Stored data entries
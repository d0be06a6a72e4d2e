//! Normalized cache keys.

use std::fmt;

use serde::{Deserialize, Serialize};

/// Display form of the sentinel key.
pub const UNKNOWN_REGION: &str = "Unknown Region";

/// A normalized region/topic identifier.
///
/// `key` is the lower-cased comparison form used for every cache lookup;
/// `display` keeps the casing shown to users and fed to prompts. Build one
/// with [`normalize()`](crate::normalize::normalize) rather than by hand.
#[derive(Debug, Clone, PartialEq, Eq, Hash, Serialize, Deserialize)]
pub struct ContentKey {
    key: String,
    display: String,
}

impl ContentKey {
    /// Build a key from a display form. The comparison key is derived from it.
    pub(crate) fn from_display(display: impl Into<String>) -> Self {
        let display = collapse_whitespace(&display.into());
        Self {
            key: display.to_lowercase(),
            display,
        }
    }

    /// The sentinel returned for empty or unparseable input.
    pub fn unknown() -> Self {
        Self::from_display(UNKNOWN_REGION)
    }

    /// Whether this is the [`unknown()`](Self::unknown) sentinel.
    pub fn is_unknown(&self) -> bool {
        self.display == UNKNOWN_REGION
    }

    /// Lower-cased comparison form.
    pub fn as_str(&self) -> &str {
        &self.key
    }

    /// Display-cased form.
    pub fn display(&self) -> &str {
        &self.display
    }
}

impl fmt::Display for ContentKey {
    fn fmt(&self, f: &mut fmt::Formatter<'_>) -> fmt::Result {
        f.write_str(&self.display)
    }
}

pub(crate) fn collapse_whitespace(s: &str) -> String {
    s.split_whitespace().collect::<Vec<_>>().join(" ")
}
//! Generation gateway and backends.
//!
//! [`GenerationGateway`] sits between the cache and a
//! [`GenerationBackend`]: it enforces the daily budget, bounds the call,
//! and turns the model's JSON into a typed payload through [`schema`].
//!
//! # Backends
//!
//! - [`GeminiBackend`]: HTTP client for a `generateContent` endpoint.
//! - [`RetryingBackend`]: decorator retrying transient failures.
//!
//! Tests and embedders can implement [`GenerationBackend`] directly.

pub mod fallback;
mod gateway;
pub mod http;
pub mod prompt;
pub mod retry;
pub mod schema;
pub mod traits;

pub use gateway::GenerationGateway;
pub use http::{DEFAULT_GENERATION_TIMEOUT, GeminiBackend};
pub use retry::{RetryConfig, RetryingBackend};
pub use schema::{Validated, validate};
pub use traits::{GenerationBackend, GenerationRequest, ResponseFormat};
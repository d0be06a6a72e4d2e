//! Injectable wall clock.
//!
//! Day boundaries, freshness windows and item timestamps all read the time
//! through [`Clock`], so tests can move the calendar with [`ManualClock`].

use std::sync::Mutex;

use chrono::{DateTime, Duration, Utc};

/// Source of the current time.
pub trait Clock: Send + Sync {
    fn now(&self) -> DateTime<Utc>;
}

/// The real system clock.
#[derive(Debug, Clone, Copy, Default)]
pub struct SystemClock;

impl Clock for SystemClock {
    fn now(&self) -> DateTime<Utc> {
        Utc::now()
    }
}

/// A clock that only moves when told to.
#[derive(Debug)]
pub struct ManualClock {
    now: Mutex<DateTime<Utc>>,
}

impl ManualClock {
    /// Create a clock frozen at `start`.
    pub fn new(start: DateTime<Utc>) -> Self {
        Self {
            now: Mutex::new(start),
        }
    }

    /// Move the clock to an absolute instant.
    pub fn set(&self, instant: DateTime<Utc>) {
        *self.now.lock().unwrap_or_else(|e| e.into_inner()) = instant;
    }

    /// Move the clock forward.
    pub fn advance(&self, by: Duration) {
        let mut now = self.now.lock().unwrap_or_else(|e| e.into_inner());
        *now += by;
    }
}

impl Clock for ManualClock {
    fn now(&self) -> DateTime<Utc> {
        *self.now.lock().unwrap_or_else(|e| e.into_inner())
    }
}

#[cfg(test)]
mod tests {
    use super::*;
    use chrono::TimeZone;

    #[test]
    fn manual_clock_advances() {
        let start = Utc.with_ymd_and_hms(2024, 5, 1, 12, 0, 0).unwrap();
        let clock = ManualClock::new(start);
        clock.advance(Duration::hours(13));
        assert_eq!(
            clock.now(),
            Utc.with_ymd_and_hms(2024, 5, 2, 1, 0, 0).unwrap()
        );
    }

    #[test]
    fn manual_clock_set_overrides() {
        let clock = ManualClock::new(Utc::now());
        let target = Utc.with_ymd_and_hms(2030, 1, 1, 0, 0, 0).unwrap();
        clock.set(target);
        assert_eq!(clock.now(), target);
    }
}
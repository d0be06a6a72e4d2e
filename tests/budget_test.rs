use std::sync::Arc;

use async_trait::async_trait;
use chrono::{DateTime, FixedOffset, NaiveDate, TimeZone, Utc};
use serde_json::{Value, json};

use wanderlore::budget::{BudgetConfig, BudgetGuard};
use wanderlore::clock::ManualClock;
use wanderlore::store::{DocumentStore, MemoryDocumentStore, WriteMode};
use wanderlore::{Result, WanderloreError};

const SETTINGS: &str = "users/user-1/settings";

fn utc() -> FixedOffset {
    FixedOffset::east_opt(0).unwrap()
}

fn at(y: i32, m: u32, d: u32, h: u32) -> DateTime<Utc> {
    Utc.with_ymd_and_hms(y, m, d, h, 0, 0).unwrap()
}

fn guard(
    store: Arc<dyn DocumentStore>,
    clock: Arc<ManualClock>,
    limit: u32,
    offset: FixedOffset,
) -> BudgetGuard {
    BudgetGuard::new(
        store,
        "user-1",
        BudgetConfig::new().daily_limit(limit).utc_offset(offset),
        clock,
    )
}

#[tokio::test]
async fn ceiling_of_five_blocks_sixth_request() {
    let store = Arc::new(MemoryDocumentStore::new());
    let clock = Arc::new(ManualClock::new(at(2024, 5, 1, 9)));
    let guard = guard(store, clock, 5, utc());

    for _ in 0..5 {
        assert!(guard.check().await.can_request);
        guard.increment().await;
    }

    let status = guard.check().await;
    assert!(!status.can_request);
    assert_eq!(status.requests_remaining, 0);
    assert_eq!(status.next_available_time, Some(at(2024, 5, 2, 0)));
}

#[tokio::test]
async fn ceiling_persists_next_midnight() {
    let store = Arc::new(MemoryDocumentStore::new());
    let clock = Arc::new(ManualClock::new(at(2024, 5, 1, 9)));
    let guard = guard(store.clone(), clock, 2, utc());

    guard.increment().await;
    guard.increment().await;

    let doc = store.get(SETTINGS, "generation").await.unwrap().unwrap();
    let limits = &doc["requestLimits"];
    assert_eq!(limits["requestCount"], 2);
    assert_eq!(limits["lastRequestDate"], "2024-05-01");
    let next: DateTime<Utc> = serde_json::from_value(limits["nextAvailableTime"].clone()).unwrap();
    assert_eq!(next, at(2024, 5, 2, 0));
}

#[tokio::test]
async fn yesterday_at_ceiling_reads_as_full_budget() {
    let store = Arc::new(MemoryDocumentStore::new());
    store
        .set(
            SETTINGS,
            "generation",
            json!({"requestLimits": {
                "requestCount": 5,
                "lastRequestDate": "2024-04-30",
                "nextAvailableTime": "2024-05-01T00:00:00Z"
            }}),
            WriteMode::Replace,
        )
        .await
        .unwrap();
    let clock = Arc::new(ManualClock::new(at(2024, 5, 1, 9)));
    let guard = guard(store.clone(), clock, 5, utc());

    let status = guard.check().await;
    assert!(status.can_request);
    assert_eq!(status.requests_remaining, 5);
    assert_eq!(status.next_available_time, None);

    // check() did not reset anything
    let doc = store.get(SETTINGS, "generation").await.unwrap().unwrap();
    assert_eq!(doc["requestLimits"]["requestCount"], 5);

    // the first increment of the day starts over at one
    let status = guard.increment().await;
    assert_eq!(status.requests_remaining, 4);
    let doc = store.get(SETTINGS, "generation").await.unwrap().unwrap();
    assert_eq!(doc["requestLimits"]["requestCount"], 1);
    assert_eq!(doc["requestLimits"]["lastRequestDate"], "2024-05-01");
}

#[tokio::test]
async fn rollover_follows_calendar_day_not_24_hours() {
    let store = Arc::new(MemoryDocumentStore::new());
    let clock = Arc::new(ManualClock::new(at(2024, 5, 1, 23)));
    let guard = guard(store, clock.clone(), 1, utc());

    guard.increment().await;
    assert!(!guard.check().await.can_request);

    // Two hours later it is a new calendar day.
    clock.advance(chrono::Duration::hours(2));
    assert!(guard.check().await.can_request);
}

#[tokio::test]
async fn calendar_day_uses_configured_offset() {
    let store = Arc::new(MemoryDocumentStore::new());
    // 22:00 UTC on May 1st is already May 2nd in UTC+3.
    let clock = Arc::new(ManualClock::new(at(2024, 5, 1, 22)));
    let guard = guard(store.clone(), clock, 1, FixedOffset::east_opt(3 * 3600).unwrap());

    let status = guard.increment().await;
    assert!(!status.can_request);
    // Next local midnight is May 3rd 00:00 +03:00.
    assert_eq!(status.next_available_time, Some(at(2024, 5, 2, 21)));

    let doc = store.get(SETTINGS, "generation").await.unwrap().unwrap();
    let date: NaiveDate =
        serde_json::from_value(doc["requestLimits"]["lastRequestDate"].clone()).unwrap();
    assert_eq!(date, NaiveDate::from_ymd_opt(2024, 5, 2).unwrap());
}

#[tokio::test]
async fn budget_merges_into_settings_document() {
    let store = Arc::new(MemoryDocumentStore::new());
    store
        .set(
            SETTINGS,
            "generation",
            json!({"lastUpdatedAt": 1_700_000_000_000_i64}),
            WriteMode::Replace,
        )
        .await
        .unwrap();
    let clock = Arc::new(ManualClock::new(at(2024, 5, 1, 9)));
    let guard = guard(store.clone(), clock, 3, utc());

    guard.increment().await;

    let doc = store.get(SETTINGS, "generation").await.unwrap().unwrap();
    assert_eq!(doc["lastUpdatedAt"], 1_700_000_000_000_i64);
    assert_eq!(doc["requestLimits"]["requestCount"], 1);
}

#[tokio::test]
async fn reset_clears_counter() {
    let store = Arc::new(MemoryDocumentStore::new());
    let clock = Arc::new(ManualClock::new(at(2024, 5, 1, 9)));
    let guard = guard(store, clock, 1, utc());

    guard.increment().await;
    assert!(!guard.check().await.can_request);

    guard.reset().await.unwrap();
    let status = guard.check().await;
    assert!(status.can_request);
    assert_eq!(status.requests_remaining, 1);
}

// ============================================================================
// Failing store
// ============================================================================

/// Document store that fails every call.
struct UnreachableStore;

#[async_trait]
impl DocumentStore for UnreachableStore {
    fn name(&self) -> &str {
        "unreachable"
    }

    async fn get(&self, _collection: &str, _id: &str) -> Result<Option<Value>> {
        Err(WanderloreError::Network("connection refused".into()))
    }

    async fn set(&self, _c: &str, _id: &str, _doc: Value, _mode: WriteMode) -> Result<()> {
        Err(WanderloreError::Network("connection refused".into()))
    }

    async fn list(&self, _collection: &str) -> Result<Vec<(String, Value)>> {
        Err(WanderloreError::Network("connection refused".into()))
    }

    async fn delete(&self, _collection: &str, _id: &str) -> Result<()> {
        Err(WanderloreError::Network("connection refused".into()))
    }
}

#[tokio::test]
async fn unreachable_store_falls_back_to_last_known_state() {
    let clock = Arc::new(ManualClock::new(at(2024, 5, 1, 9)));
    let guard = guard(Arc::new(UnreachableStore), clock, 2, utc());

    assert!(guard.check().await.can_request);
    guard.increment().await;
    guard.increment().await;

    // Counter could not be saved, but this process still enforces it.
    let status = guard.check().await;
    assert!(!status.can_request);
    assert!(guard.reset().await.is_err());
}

Exercise directions ->
Some lines in the data above hold the string "BudgetGuard". Find and copy each of them.

Completed task ->
use wanderlore::budget::{BudgetConfig, BudgetGuard};
) -> BudgetGuard {
    BudgetGuard::new(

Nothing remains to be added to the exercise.